**What you will do**.
Would you repeat each line below precisely as it stands?

[Saved entries]

----

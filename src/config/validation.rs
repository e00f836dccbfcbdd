//! Configuration validation helpers

use url::Url;

/// Check that a provider base URL is absolute http(s) with a host
pub fn validate_url(url_str: &str, context: &str) -> Result<(), String> {
    let url = Url::parse(url_str)
        .map_err(|e| format!("{} has invalid URL format: {}", context, e))?;

    match url.scheme() {
        "http" | "https" => {}
        scheme => {
            return Err(format!(
                "{} must use http:// or https:// scheme, got: {}",
                context, scheme
            ));
        }
    }

    if url.host_str().is_none() {
        return Err(format!("{} URL must have a valid host", context));
    }

    Ok(())
}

----

**Answer to this task**.
filename src/config/validation.rs
repository e00f836dccbfcbdd
//! Configuration validation helpers

use url::Url;

/// Check that a provider base URL is absolute http(s) with a host
pub fn validate_url(url_str: &str, context: &str) -> Result<(), String> {
    let url = Url::parse(url_str)
        .map_err(|e| format!("{} has invalid URL format: {}", context, e))?;

    match url.scheme() {
        "http" | "https" => {}
        scheme => {
            return Err(format!(
                "{} must use http:// or https:// scheme, got: {}",
                context, scheme
            ));
        }
    }

    if url.host_str().is_none() {
        return Err(format!("{} URL must have a valid host", context));
    }

    Ok(())
}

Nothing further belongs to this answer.